Atravesamos la ciudad caminando, por supuesto, en medio de muchísima gente. Si bien para el turismo sudamericano no es un destino muy conocido, sí lo es para el resto de los europeos, que llegan en apenas un par de horas desde cualquier lugar del viejo continente. Entre los que arriban están aquellos que concurren para el Festival de Cine, que se desarrolla con casi cien películas en exhibición, algunas de ellas con la posibilidad de presenciarlas en cines al aire libre, una actividad que es muy recomendable por la calidez de las noches estivales. Están también los que visitan Malta por sus antiquísimos sitios arqueológicos, de los más antiguos existentes, como Tarxien o Hagar Qim. Y también están los que simplemente van a relajarse y disfrutar de sus playas como la Golden Bay, Mellieħa, muchas playas más tranquilas en la isla de Gozo o la paradisíaca Blue Lagoon, es decir la Laguna Azul, en la isla de Comino, un sitio ideal para hacer buceo.

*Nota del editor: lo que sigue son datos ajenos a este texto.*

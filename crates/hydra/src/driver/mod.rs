//! Backend driver
//!
//! A [`Driver`] owns one native windowing backend on a dedicated thread. Any
//! thread may create windows through it; the work that has to touch the
//! backend is sent over the driver's synchronization channel and executed
//! there.
//!
//! ```text
//!   Inactive ──activate──► Initializing ──► Running ──stop / no windows──► Draining ──► Inactive
//!      ▲                                                                              │
//!      └──────────────────────────── re-activation ◄──────────────────────────────────┘
//! ```
//!
//! Each activation is a fresh session: new channel, new backend instance,
//! new loop thread. Nothing survives a deactivation except the driver's
//! configuration and factory.

pub mod registry;
mod run;

use std::sync::atomic::{AtomicBool, Ordering};
use std::sync::{Arc, Mutex};
use std::thread::{self, JoinHandle};

use crossbeam::channel::{bounded, Receiver};
use thiserror::Error;

use crate::backend::{Backend, BackendError, Wake, WindowMode, WindowSpec};
use crate::config::HydraConfig;
use crate::foundation::{next_id, Liveness, Position, Size};
use crate::impulse::{Context, Engine, Potential};
use crate::sync::{self, lock, Synchro, SynchroError};
use crate::window::{request_destroy, Actor, Head, WindowHandle, WindowId, WindowShared, WindowState};

pub use registry::Registry;

/// Driver errors
#[derive(Error, Debug)]
pub enum DriverError {
    /// The native backend failed
    #[error(transparent)]
    Backend(#[from] BackendError),

    /// Work could not be delivered to (or completed by) an owner thread
    #[error("synchronization failed: {0}")]
    Synchro(#[from] SynchroError),

    /// The driver is shutting down and refuses new windows
    #[error("driver is not running")]
    Inactive,

    /// An owner thread could not be started
    #[error("failed to spawn thread: {0}")]
    Spawn(#[from] std::io::Error),
}

/// Driver lifecycle states
#[derive(Debug, Clone, Copy, PartialEq, Eq)]
pub enum DriverState {
    /// No loop thread, no backend
    Inactive,
    /// Loop thread started, backend coming up
    Initializing,
    /// Engaging work and pumping events
    Running,
    /// Waiting for remaining windows to be destroyed before teardown
    Draining,
}

type Factory<B> = Box<dyn Fn() -> Result<B, BackendError> + Send + Sync>;

pub(crate) struct DriverInner<B: Backend> {
    factory: Factory<B>,
    config: HydraConfig,
    liveness: Liveness,
    registry: Registry<B::Event>,
    state: Mutex<DriverState>,
    session: Mutex<Option<Session<B>>>,
    activation: Mutex<()>,
}

impl<B: Backend> DriverInner<B> {
    fn set_state(&self, next: DriverState) {
        let mut state = lock(&self.state);
        if *state != next {
            log::debug!("driver {:?} -> {:?}", *state, next);
            *state = next;
        }
    }
}

/// One activation of the driver loop
struct Session<B: Backend> {
    synchro: Synchro<B>,
    waker: Arc<dyn Wake>,
    running: Arc<AtomicBool>,
    live: Arc<AtomicBool>,
    thread: Option<JoinHandle<()>>,
    finished: Receiver<()>,
}

impl<B: Backend> Session<B> {
    fn link(&self) -> Link<B> {
        Link {
            synchro: self.synchro.clone(),
            waker: Arc::clone(&self.waker),
            running: Arc::clone(&self.running),
        }
    }
}

/// What callers need from the current session
struct Link<B: Backend> {
    synchro: Synchro<B>,
    waker: Arc<dyn Wake>,
    running: Arc<AtomicBool>,
}

/// Owner of one native windowing backend and every window created through it
pub struct Driver<B: Backend> {
    inner: Arc<DriverInner<B>>,
}

impl<B: Backend> Clone for Driver<B> {
    fn clone(&self) -> Self {
        Self {
            inner: Arc::clone(&self.inner),
        }
    }
}

impl<B: Backend> Driver<B> {
    /// Create an inactive driver with its own liveness flag
    ///
    /// `factory` runs on the driver thread at every activation.
    pub fn new<F>(factory: F, config: HydraConfig) -> Self
    where
        F: Fn() -> Result<B, BackendError> + Send + Sync + 'static,
    {
        Self::with_liveness(factory, config, Liveness::new())
    }

    /// Create an inactive driver whose loops also stop when `liveness` is killed
    pub fn with_liveness<F>(factory: F, config: HydraConfig, liveness: Liveness) -> Self
    where
        F: Fn() -> Result<B, BackendError> + Send + Sync + 'static,
    {
        Self {
            inner: Arc::new(DriverInner {
                factory: Box::new(factory),
                config,
                liveness,
                registry: Registry::default(),
                state: Mutex::new(DriverState::Inactive),
                session: Mutex::new(None),
                activation: Mutex::new(()),
            }),
        }
    }

    /// Driver configuration
    pub fn config(&self) -> &HydraConfig {
        &self.inner.config
    }

    /// Liveness flag shared by the driver loop and every window actor
    pub fn liveness(&self) -> &Liveness {
        &self.inner.liveness
    }

    /// Current lifecycle state
    pub fn state(&self) -> DriverState {
        *lock(&self.inner.state)
    }

    /// Whether a loop thread is up and accepting work
    pub fn is_active(&self) -> bool {
        lock(&self.inner.session)
            .as_ref()
            .is_some_and(|session| session.live.load(Ordering::Acquire) && session.running.load(Ordering::Acquire))
    }

    /// Registry of windows that have not finished their destroy sequence
    pub fn registry(&self) -> &Registry<B::Event> {
        &self.inner.registry
    }

    /// Number of registered windows
    pub fn window_count(&self) -> usize {
        self.inner.registry.len()
    }

    /// Ids of registered windows
    pub fn window_ids(&self) -> Vec<WindowId> {
        self.inner.registry.ids()
    }

    /// Bring the backend up if it is not running
    ///
    /// Safe to call from any thread, any number of times: only a call that
    /// finds the driver inactive starts a loop, and it returns once the
    /// backend has finished initializing.
    pub fn activate(&self) -> Result<(), DriverError> {
        self.link().map(drop)
    }

    fn link(&self) -> Result<Link<B>, DriverError> {
        if let Some(link) = self.current_link()? {
            return Ok(link);
        }
        // One activation at a time; the session lock is never held while waiting.
        let _activation = lock(&self.inner.activation);
        if let Some(link) = self.current_link()? {
            return Ok(link);
        }

        // A finished session must be fully torn down before a new backend starts.
        let stale = lock(&self.inner.session)
            .as_mut()
            .map(|session| (session.thread.take(), session.finished.clone()));
        if let Some((thread, finished)) = stale {
            if thread.is_some_and(|thread| thread.join().is_err()) {
                log::error!("driver loop panicked");
            }
            // Disconnects once the loop thread has returned, whoever joined it.
            let _ = finished.recv();
        }

        self.inner.set_state(DriverState::Initializing);
        let (synchro, token) = sync::channel::<B>();
        let running = Arc::new(AtomicBool::new(true));
        let live = Arc::new(AtomicBool::new(true));
        let (handoff, ready) = bounded(1);
        let (done, finished) = bounded::<()>(0);

        let inner = Arc::clone(&self.inner);
        let loop_running = Arc::clone(&running);
        let loop_live = Arc::clone(&live);
        let spawned = thread::Builder::new().name("hydra-driver".to_string()).spawn(move || {
            let _done = done;
            run::drive(&inner, token, &loop_running, &loop_live, &handoff);
        });
        let mut thread = match spawned {
            Ok(thread) => Some(thread),
            Err(err) => {
                self.inner.set_state(DriverState::Inactive);
                return Err(err.into());
            }
        };

        match ready.recv() {
            Ok(Ok(waker)) => {
                let current = Session {
                    synchro,
                    waker,
                    running,
                    live,
                    thread,
                    finished,
                };
                let link = current.link();
                *lock(&self.inner.session) = Some(current);
                Ok(link)
            }
            Ok(Err(err)) => {
                if let Some(thread) = thread.take() {
                    let _ = thread.join();
                }
                Err(err.into())
            }
            Err(_) => {
                if let Some(thread) = thread.take() {
                    let _ = thread.join();
                }
                self.inner.set_state(DriverState::Inactive);
                Err(DriverError::Inactive)
            }
        }
    }

    /// Link to the running session, if there is one
    ///
    /// Code running on a loop that is shutting down cannot bring up its
    /// successor, since that would wait for its own thread to exit.
    fn current_link(&self) -> Result<Option<Link<B>>, DriverError> {
        let session = lock(&self.inner.session);
        match session.as_ref() {
            Some(current) if current.live.load(Ordering::Acquire) => Ok(Some(current.link())),
            Some(current) if current.synchro.is_owner_thread() => Err(DriverError::Inactive),
            _ => Ok(None),
        }
    }

    /// Ask the loop to exit
    ///
    /// The loop notices at its next iteration, drains remaining windows and
    /// tears the backend down. Does nothing when no loop is running.
    pub fn stop(&self) {
        if let Some(session) = lock(&self.inner.session).as_ref() {
            if session.live.load(Ordering::Acquire) && session.running.swap(false, Ordering::AcqRel) {
                log::debug!("driver stop requested");
                session.waker.wake(None);
            }
        }
    }

    /// Wait for the current loop thread to exit
    pub fn join(&self) {
        let thread = lock(&self.inner.session)
            .as_mut()
            .and_then(|session| session.thread.take());
        if let Some(thread) = thread {
            if thread.join().is_err() {
                log::error!("driver loop panicked");
            }
        }
    }

    /// Run `work` on the driver thread with the backend, activating if needed
    pub fn send<R, F>(&self, work: F) -> Result<R, DriverError>
    where
        F: FnOnce(&mut B) -> R + Send + 'static,
        R: Send + 'static,
    {
        Ok(self.link()?.synchro.send(work)?)
    }

    /// True once every window is gone
    ///
    /// When it reports true it has also stopped the loop and given the
    /// backend the configured grace period to settle, so it can serve
    /// directly as a shutdown condition.
    pub fn has_no_windows(&self) -> bool {
        if !self.inner.registry.is_empty() {
            return false;
        }
        self.stop();
        thread::sleep(self.inner.config.no_windows_grace());
        true
    }

    /// [`has_no_windows`](Self::has_no_windows) as an engine potential
    pub fn no_windows_potential(&self) -> Potential {
        let driver = self.clone();
        Arc::new(move |_: &Context| driver.has_no_windows())
    }

    /// Create a window and start its actor
    ///
    /// The window's frames are driven by a system registered on `engine`
    /// with the given potential. The handle is returned as soon as the actor
    /// thread is started; its context becomes current shortly after.
    pub fn create_window(
        &self,
        engine: &Engine,
        title: &str,
        size: Option<Size>,
        position: Option<Position>,
        potential: Potential,
        muted: bool,
    ) -> Result<WindowHandle<B>, DriverError> {
        let spec = WindowSpec {
            title: title.to_string(),
            size: size.unwrap_or(self.inner.config.default_size),
            position,
            mode: WindowMode::Windowed,
        };
        self.spawn_window(engine, spec, potential, muted)
    }

    /// Create a fullscreen window on the primary display and start its actor
    pub fn create_fullscreen_window(
        &self,
        engine: &Engine,
        title: &str,
        potential: Potential,
        muted: bool,
    ) -> Result<WindowHandle<B>, DriverError> {
        let spec = WindowSpec {
            title: title.to_string(),
            size: self.inner.config.default_size,
            position: None,
            mode: WindowMode::Fullscreen,
        };
        self.spawn_window(engine, spec, potential, muted)
    }

    fn spawn_window(
        &self,
        engine: &Engine,
        spec: WindowSpec,
        potential: Potential,
        muted: bool,
    ) -> Result<WindowHandle<B>, DriverError> {
        let link = self.link()?;
        let id = next_id();
        let (head_synchro, token) = sync::channel::<Head>();
        let mode = spec.mode;

        // Creation and registration happen together on the driver thread.
        let registry = self.inner.registry.clone();
        let running = Arc::clone(&link.running);
        let actor_synchro = head_synchro.clone();
        let (shared, surface) = link.synchro.send(move |backend: &mut B| {
            if !running.load(Ordering::Acquire) {
                return Err(DriverError::Inactive);
            }
            let (native, surface) = backend.create_window(&spec)?;
            let shared = Arc::new(WindowShared::new(id, native, spec.title, actor_synchro));
            registry.insert(Arc::clone(&shared));
            Ok((shared, surface))
        })??;
        drop(head_synchro);

        log::info!(
            "{}window {} created",
            if mode == WindowMode::Fullscreen { "fullscreen " } else { "" },
            shared.label()
        );

        let actor = Actor::<B> {
            shared: Arc::clone(&shared),
            head: Head::new(surface, shared.label()),
            token,
            driver: link.synchro.clone(),
            waker: Arc::clone(&link.waker),
            registry: self.inner.registry.clone(),
            liveness: self.inner.liveness.clone(),
            idle_cap: self.inner.config.idle_cap(),
        };
        if let Err(err) = actor.spawn() {
            log::error!("window {}: failed to start actor: {err}", shared.label());
            shared.stop();
            shared.transition(WindowState::Stopping);
            request_destroy(&shared, &link.synchro, link.waker.as_ref(), &self.inner.registry);
            return Err(err.into());
        }

        let window = Arc::clone(&shared);
        let liveness = self.inner.liveness.clone();
        let system = engine.attach_system(shared.alive_flag(), potential, muted, move |ctx| {
            if liveness.is_alive() && window.is_alive() {
                if let Err(err) = window.advance(*ctx) {
                    log::trace!("window {} skipped a frame: {err}", window.label());
                }
            }
        });
        match system {
            Ok(system) => Ok(WindowHandle::new(shared, Some(system))),
            Err(err) => {
                shared.stop();
                shared.nudge();
                Err(err.into())
            }
        }
    }
}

En la tarde nos subimos a un bus turístico, una forma eficiente de recorrer todo el país en apenas unas horas. Nos detenemos en un lugar particular, un pequeño pueblo pesquero, Marsaxlokk, a unos quince kilómetros al sudeste de La Valeta. Con apenas tres mil habitantes es el principal puerto abastecedor de pescado para todo el territorio maltés, destacándose el lampuki, un pez tradicional que se pesca entre agosto y diciembre. Llegamos en un día especial, porque es domingo y entonces enseguida nos encontramos con una feria que se despliega a lo largo de toda la costanera, en la cual podemos observar todo lo recolectado en la pesca diaria, aunque enseguida detectamos muchos otros productos, como frutos secos, frutas, verduras, miel o quesos, todos provenientes de los alrededores. Nos desplazamos hacia un lateral y descubrimos un grupo de pescadores, quienes luego de su tarea diaria, o más bien en la parte final de ella, trabajosamente enrollan sus redes, preparándolas para futuras incursiones en el mar. Nos cuentan que navegan cada mañana y que lo producido, tras pasar el filtro de los restaurantes locales, parte hacia el resto del país. Unos metros más adelante están fileteando lampuki. Nos relatan que también lo llaman dorado y que es el pez más representativo de todos, aunque también existen otros que se ven con asiduidad, como el atún, el pez espada o el mazzola, una especie de tiburón. En casi todos los casos, los malteses nos contestan con cortesía, pero mostrándonos que la fluidez de palabras no es una de sus características. Antes de irnos fijamos nuestra mirada en el Mediterráneo, destacándose en medio de la belleza del paisaje innumerables embarcaciones rebosantes de color. Son los luzzus y las djhajsas, las cuales nos sorprenden porque todas tienen un ojo de Osiris pintado en su superficie, que los protege en el mar y les da buena suerte. Camino a la parada del bus turístico, nos detenemos frente a la fachada de la Iglesia de Nuestra Señora de Pompeya. Un detalle singular se destaca en ella. Existen dos relojes con las horas cambiadas, con el fin de confundir a los espíritus malignos.
Dueña de una historia inigualable que se prolonga con una resistencia heroica en la Segunda Guerra Mundial, Malta invita a visitarla. En silencio, aunque no se hable mucho de ella.